__Your objective__: For the entries that follow, report how many lines include the word "const" and add nothing.

Stored items:
┌──
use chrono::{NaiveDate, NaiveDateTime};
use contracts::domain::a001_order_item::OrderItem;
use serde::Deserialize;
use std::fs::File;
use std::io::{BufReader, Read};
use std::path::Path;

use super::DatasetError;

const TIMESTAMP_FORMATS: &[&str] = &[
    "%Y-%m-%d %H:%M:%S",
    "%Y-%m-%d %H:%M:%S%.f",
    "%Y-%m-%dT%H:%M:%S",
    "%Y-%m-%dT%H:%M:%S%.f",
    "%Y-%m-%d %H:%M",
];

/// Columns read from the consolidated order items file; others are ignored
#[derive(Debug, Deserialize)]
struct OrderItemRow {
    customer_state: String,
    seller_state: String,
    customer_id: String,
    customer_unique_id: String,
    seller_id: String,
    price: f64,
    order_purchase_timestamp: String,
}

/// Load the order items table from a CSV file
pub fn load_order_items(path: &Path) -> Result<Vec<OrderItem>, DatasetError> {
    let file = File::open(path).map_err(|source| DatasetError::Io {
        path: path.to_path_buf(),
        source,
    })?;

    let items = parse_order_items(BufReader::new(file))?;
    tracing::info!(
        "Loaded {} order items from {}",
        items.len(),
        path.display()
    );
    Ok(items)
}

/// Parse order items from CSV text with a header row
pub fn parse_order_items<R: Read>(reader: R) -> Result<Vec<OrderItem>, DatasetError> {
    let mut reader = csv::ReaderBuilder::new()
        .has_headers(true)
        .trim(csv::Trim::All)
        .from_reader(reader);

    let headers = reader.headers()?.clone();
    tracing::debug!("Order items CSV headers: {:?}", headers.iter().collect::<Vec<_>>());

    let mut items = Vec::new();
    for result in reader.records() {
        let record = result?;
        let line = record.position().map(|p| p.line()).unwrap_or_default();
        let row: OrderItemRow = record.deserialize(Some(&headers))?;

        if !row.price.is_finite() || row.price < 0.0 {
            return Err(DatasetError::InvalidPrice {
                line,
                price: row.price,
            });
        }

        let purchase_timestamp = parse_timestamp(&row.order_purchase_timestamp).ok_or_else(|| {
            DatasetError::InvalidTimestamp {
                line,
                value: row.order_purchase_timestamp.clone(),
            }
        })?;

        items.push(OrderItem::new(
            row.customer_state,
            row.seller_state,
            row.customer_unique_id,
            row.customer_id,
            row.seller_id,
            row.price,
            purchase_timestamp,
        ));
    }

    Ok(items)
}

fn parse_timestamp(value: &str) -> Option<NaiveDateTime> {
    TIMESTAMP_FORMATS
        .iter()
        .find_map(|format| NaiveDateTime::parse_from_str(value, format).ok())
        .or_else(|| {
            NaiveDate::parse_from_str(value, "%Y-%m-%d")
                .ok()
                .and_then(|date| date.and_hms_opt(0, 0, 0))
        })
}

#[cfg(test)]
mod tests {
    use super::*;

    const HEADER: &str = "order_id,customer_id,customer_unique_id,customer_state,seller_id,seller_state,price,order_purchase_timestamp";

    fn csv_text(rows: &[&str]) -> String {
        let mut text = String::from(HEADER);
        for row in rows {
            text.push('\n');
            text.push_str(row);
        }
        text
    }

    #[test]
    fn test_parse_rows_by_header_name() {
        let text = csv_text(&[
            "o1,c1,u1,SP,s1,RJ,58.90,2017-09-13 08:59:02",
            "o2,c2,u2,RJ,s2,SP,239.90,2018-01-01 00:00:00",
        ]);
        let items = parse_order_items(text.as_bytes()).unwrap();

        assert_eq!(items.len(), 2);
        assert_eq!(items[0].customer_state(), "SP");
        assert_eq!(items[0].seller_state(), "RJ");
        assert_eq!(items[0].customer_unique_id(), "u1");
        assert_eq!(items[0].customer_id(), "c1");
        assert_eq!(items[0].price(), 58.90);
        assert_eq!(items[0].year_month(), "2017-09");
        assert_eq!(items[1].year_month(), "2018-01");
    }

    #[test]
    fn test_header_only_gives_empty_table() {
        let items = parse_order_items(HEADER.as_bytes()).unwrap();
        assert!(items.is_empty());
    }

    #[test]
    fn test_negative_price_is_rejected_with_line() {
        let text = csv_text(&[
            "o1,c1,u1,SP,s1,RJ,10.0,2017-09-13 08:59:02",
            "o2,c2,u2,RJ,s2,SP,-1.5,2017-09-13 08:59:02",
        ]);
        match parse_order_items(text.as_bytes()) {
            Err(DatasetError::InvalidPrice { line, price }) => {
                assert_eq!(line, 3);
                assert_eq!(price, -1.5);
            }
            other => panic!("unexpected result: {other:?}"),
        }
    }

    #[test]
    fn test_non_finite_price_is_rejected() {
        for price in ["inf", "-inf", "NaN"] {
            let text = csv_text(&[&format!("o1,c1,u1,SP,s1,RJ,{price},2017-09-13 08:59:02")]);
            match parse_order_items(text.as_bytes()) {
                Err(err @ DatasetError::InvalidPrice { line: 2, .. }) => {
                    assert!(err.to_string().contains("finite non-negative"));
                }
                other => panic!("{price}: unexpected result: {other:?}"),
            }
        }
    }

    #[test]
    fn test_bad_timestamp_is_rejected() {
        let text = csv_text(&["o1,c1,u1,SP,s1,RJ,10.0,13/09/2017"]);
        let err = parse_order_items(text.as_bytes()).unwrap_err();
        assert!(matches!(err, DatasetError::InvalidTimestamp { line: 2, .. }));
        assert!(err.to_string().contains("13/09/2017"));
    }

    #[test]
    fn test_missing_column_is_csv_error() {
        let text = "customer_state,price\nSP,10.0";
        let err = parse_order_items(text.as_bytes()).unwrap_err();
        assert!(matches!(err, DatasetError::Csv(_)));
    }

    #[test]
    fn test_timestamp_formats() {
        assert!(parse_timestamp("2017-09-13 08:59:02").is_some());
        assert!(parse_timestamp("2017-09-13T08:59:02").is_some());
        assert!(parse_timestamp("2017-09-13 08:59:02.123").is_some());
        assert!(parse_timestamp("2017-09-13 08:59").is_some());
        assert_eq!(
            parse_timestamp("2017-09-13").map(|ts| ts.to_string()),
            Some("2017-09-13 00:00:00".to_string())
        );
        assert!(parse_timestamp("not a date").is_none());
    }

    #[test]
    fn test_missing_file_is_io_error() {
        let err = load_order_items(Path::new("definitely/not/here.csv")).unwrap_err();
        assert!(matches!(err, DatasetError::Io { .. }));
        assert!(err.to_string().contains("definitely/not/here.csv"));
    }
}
└──
┌──
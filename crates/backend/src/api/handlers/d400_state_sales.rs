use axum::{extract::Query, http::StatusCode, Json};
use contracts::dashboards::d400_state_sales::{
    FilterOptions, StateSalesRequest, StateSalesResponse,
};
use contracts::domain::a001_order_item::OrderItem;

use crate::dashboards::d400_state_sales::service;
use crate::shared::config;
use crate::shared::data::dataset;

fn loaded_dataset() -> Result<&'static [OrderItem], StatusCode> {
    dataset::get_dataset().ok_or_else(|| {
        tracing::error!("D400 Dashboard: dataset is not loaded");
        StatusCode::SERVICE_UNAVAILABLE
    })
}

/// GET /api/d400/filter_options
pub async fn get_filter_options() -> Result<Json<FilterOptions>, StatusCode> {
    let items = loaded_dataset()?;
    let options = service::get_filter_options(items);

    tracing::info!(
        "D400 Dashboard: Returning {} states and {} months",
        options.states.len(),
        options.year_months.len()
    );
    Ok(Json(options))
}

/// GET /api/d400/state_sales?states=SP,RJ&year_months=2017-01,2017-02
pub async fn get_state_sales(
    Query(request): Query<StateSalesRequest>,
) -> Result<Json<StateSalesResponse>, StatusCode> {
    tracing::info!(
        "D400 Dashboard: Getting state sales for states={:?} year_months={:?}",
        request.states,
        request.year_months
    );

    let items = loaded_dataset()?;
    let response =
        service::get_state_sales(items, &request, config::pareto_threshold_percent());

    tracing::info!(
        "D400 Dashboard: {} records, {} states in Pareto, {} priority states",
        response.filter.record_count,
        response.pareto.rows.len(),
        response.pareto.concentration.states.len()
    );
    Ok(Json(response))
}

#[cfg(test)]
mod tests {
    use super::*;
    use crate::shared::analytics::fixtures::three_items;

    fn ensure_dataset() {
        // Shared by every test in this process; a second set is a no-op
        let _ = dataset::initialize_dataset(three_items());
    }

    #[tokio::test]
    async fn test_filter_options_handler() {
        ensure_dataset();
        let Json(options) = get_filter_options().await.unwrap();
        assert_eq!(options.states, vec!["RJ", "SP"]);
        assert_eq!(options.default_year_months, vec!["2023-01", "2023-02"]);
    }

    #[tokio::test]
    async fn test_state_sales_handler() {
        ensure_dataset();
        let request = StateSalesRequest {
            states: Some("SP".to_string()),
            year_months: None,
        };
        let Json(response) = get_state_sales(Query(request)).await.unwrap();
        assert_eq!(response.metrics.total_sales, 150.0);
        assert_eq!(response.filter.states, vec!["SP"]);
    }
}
└──
┌──
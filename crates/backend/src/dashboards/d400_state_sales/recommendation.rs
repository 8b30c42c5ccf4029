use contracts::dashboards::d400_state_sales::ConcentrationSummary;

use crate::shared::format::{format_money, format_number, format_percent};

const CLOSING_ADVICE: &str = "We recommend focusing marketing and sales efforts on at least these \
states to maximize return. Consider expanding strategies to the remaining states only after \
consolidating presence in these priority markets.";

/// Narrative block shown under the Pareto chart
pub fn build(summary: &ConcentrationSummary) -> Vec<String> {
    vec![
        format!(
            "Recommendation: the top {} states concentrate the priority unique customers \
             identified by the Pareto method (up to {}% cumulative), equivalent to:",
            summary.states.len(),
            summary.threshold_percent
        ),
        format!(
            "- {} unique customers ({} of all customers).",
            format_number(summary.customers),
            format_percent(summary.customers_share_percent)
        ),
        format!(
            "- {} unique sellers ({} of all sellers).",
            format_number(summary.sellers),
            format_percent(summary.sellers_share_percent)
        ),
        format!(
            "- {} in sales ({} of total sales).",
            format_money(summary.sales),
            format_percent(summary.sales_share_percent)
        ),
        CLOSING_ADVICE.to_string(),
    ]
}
└──
__Your solution__: 3